Handling Missing Data

Determining the nature of missing data naturally leads to the question of what to do with the missing data. The possibilities for handling missing data are influenced by

  • the kind of data being considered,

  • the mechanism of missingness identified in the generation of the data,

  • the type of model being fit on the data (and what it’s used for).

Generally, techniques for handling missing data fall into three categories:

  1. working with the NULL values directly, as values themselves,

  2. ignoring NULL values by ‘dropping them’ from the dataset,

  3. imputing, or filling in, NULL values with their likely true value.

These techniques are not always clearly divided; use a combination of the above is often useful when dealing with multiple columns of a dataset.

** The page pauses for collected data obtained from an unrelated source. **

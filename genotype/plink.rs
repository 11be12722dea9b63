// ========================================================================================
//
//                          Binary PLINK (.bed/.bim/.fam) decoder
//
// ========================================================================================
//
// The .bim file is scanned once to find rows that hit the panel, the .bed file is
// memory-mapped and only the selected variant blocks are decoded. Swapped alleles
// are corrected while unpacking so that no second pass over the matrix is needed.

use log::debug;
use memmap2::Mmap;
use std::fs::File;
use std::path::Path;
use std::str;
use std::sync::OnceLock;

use super::matching::{CandidateKeys, KeyTally, MatchReport, SnpClaims};
use super::matrix::{GenotypeMatrixBuilder, MISSING_GENOTYPE};
use super::{DecodeOptions, DecodedDataset, GenotypeIoError};
use crate::panel::{AlleleReconciliation, ReferencePanel};
use crate::shared::files::{open_text_source, sibling_with_extension};

const PLINK_HEADER_LEN: u64 = 3;

/// A .bim row that hit the panel under at least one key type.
#[derive(Debug)]
struct BimCandidate {
    row: usize,
    keys: CandidateKeys,
    ref_allele: String,
    alt_allele: String,
}

#[derive(Debug)]
struct SelectedSnp {
    bim_row: usize,
    snp_id: usize,
    reconciliation: AlleleReconciliation,
}

/// Reads the PLINK set at `prefix` and keeps the rows that reconcile with the panel.
pub fn decode_plink(
    prefix: &Path,
    panel: &ReferencePanel,
    options: &DecodeOptions,
) -> Result<DecodedDataset, GenotypeIoError> {
    let bed_path = sibling_with_extension(prefix, "bed");
    let bim_path = sibling_with_extension(prefix, "bim");
    let fam_path = sibling_with_extension(prefix, "fam");

    let sample_names = read_fam_sample_names(&fam_path)?;
    if sample_names.is_empty() {
        return Err(GenotypeIoError::NoSamples {
            path: fam_path.display().to_string(),
        });
    }
    debug!("Read {} samples from {}", sample_names.len(), fam_path.display());

    let (candidates, mut report) = scan_bim(&bim_path, panel)?;
    let key_type = report.tally.select();
    report.key_type = Some(key_type);

    let mut claims = SnpClaims::new(panel.len());
    let mut selected = Vec::with_capacity(candidates.len());
    for candidate in &candidates {
        let Some(snp_id) = candidate.keys.get(key_type) else {
            continue;
        };
        let snp = panel.snp(snp_id)?;
        let reconciliation = AlleleReconciliation::classify_str(
            &candidate.ref_allele,
            &candidate.alt_allele,
            snp.ref_allele,
            snp.alt_allele,
        );
        if !reconciliation.is_match() {
            report.allele_mismatches += 1;
            continue;
        }
        if !claims.claim(snp_id) {
            report.duplicates += 1;
            continue;
        }
        report.swapped += usize::from(reconciliation.is_swapped());
        report.flipped += usize::from(reconciliation.is_flipped());
        selected.push(SelectedSnp {
            bim_row: candidate.row,
            snp_id,
            reconciliation,
        });
    }
    drop(candidates);
    report.matched_snps = selected.len();
    report.check_policy(&options.policy)?;

    let matrix = {
        let bed_display = bed_path.display().to_string();
        let file = File::open(&bed_path).map_err(|source| GenotypeIoError::Io {
            path: bed_display.clone(),
            source,
        })?;
        let mmap = unsafe { Mmap::map(&file) }.map_err(|source| GenotypeIoError::Io {
            path: bed_display.clone(),
            source,
        })?;

        let header_len = PLINK_HEADER_LEN as usize;
        if mmap.len() < header_len {
            return Err(GenotypeIoError::InvalidHeader(format!(
                "{bed_display} is shorter than the 3-byte PLINK header"
            )));
        }
        validate_bed_header(&mmap[..header_len])?;

        let bytes_per_snp = sample_names.len().div_ceil(4);
        let expected = PLINK_HEADER_LEN + (bytes_per_snp as u64) * (report.dataset_snps as u64);
        if mmap.len() as u64 != expected {
            return Err(GenotypeIoError::BedLength {
                path: bed_display,
                expected,
                actual: mmap.len() as u64,
            });
        }

        let mut builder = GenotypeMatrixBuilder::with_capacity(sample_names.len(), selected.len());
        for snp in &selected {
            let offset = header_len + snp.bim_row * bytes_per_snp;
            let row = builder.push_row(snp.snp_id);
            decode_bed_row(
                &mmap[offset..offset + bytes_per_snp],
                row,
                snp.reconciliation.is_swapped(),
            );
        }
        builder.finish()
    };

    Ok(DecodedDataset {
        sample_names,
        matrix,
        report,
    })
}

/// Unpacks one variant-major .bed block into alt-allele counts, optionally mirroring
/// homozygotes for swapped alleles. `dest.len()` is the sample count.
pub fn decode_bed_row(bytes: &[u8], dest: &mut [u8], swap: bool) {
    let table = &decode_tables()[usize::from(swap)];
    for (chunk, &byte) in dest.chunks_mut(4).zip(bytes) {
        let decoded = &table[byte as usize];
        chunk.copy_from_slice(&decoded[..chunk.len()]);
    }
}

/// Two 256-entry tables, plain and swapped, mapping a packed byte to four calls.
fn decode_tables() -> &'static [[[u8; 4]; 256]; 2] {
    static TABLES: OnceLock<[[[u8; 4]; 256]; 2]> = OnceLock::new();
    TABLES.get_or_init(|| {
        let mut tables = [[[0u8; 4]; 256]; 2];
        for byte in 0u16..256 {
            for offset in 0..4 {
                let code = ((byte >> (offset * 2)) & 0b11) as u8;
                let count = match code {
                    0b00 => 0,
                    0b01 => MISSING_GENOTYPE,
                    0b10 => 1,
                    _ => 2,
                };
                tables[0][byte as usize][offset] = count;
                tables[1][byte as usize][offset] = AlleleReconciliation::Swapped.recode(count);
            }
        }
        tables
    })
}

fn validate_bed_header(header: &[u8]) -> Result<(), GenotypeIoError> {
    match header {
        [0x6c, 0x1b, 0x01] => Ok(()),
        [0x6c, 0x1b, mode] => Err(GenotypeIoError::InvalidHeader(format!(
            "unsupported mode byte {mode:#04x} (only variant-major mode is supported)"
        ))),
        _ => Err(GenotypeIoError::InvalidHeader(
            "missing PLINK magic bytes 0x6c 0x1b".to_string(),
        )),
    }
}

fn read_fam_sample_names(path: &Path) -> Result<Vec<String>, GenotypeIoError> {
    let path_display = path.display().to_string();
    let mut reader = open_text_source(path).map_err(|source| GenotypeIoError::Io {
        path: path_display.clone(),
        source,
    })?;
    let mut names = Vec::new();
    let mut line_no = 0usize;

    while let Some(line) = reader.next_line().map_err(|source| GenotypeIoError::Io {
        path: path_display.clone(),
        source,
    })? {
        line_no += 1;
        if line.iter().all(u8::is_ascii_whitespace) {
            continue;
        }
        let text = str::from_utf8(line).map_err(|err| GenotypeIoError::Utf8 {
            path: path_display.clone(),
            source: err,
        })?;
        let fields: Vec<&str> = text.split_whitespace().collect();
        if fields.len() < 6 {
            return Err(GenotypeIoError::MalformedRecord {
                path: path_display,
                line: line_no,
                message: "expected 6 whitespace-delimited fields".to_string(),
            });
        }
        names.push(fields[1].to_string());
    }

    Ok(names)
}

fn scan_bim(
    path: &Path,
    panel: &ReferencePanel,
) -> Result<(Vec<BimCandidate>, MatchReport), GenotypeIoError> {
    let path_display = path.display().to_string();
    let mut reader = open_text_source(path).map_err(|source| GenotypeIoError::Io {
        path: path_display.clone(),
        source,
    })?;
    let mut candidates = Vec::new();
    let mut report = MatchReport::default();
    let mut tally = KeyTally::default();
    let mut line_no = 0usize;

    while let Some(line) = reader.next_line().map_err(|source| GenotypeIoError::Io {
        path: path_display.clone(),
        source,
    })? {
        line_no += 1;
        if line.iter().all(u8::is_ascii_whitespace) {
            continue;
        }
        let text = str::from_utf8(line).map_err(|err| GenotypeIoError::Utf8 {
            path: path_display.clone(),
            source: err,
        })?;
        let mut fields = text.split_whitespace();
        let (Some(chr), Some(id), Some(_cm), Some(pos), Some(a1), Some(a2)) = (
            fields.next(),
            fields.next(),
            fields.next(),
            fields.next(),
            fields.next(),
            fields.next(),
        ) else {
            return Err(GenotypeIoError::MalformedRecord {
                path: path_display,
                line: line_no,
                message: "expected 6 whitespace-delimited fields".to_string(),
            });
        };

        let row = report.dataset_snps;
        report.dataset_snps += 1;
        let keys = CandidateKeys::lookup(panel, id, chr, pos);
        if keys.is_candidate() {
            tally.add(&keys);
            candidates.push(BimCandidate {
                row,
                keys,
                ref_allele: a1.to_string(),
                alt_allele: a2.to_string(),
            });
        }
    }

    report.candidate_rows = candidates.len();
    report.tally = tally;
    Ok((candidates, report))
}

#[cfg(test)]
mod tests {
    use super::*;
    use rand::rngs::StdRng;
    use rand::{Rng, SeedableRng};

    fn encode(calls: &[u8]) -> Vec<u8> {
        calls
            .chunks(4)
            .map(|chunk| {
                chunk.iter().enumerate().fold(0u8, |byte, (i, &call)| {
                    let code = match call {
                        0 => 0b00,
                        1 => 0b10,
                        2 => 0b11,
                        _ => 0b01,
                    };
                    byte | (code << (2 * i))
                })
            })
            .collect()
    }

    #[test]
    fn bed_rows_round_trip_with_and_without_swap() {
        let mut rng = StdRng::seed_from_u64(42);
        for n in [1usize, 3, 4, 5, 17, 64] {
            let calls: Vec<u8> = (0..n).map(|_| rng.gen_range(0..4u8)).collect();
            let bytes = encode(&calls);

            let mut plain = vec![9u8; n];
            decode_bed_row(&bytes, &mut plain, false);
            assert_eq!(plain, calls);

            let mut swapped = vec![9u8; n];
            decode_bed_row(&bytes, &mut swapped, true);
            for (raw, got) in calls.iter().zip(&swapped) {
                let expected = match raw {
                    0 => 2,
                    2 => 0,
                    other => *other,
                };
                assert_eq!(*got, expected);
            }
        }
    }

    #[test]
    fn header_validation_reports_mode() {
        assert!(validate_bed_header(&[0x6c, 0x1b, 0x01]).is_ok());
        assert!(matches!(
            validate_bed_header(&[0x6c, 0x1b, 0x00]),
            Err(GenotypeIoError::InvalidHeader(msg)) if msg.contains("mode")
        ));
        assert!(validate_bed_header(&[0x00, 0x1b, 0x01]).is_err());
    }

    #[test]
    fn padding_bits_are_ignored() {
        // Five samples: the second byte carries one call and six padding bits.
        let bytes = [0b11_10_01_00u8, 0b01_01_01_11];
        let mut dest = [0u8; 5];
        decode_bed_row(&bytes, &mut dest, false);
        assert_eq!(dest, [0, MISSING_GENOTYPE, 1, 2, 2]);
    }
}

Understanding the strengths of each is an important piece of successfully cleaning a dataset for both descriptive and modeling tasks.

Null values as values themselves

Working with NULL values directly has the advantage of being straightforward and transparent.

Categorical Attributes

When an attribute is categorical, a NULL value can be represented as a category in its own right. If the attribute is stored as string values, then NaN can simply be represented by the string value 'NULL' and considered a value like any other.

Example: A Data Scientist sat a local coffee shop and recorded the orders she observed (drink type, drink size, and tip amount). There are missing values in the dataset, due to a combination of factors, including noise and foot-traffic that made it hard to observe each transaction carefully. This dataset is saved in the dataframe coffee.

To compute the empirical distribution of coffee types, including NaN as a value itself, one must pass dropna=False to the value_counts method:

title = 'Empirical Distribution of Coffee Types'
coffee['Coffee'].value_counts(normalize=True, dropna=False).plot(kind='barh', title=title);

While this plot clearly shows that over 30% of the attribute is missing, it hides the fact that the ‘nan’ value is actually composed of the other values in the distribution. For example, if the ‘nan’ value is made up entirely of ‘Espresso’ drinks, the this distribution is very misleading!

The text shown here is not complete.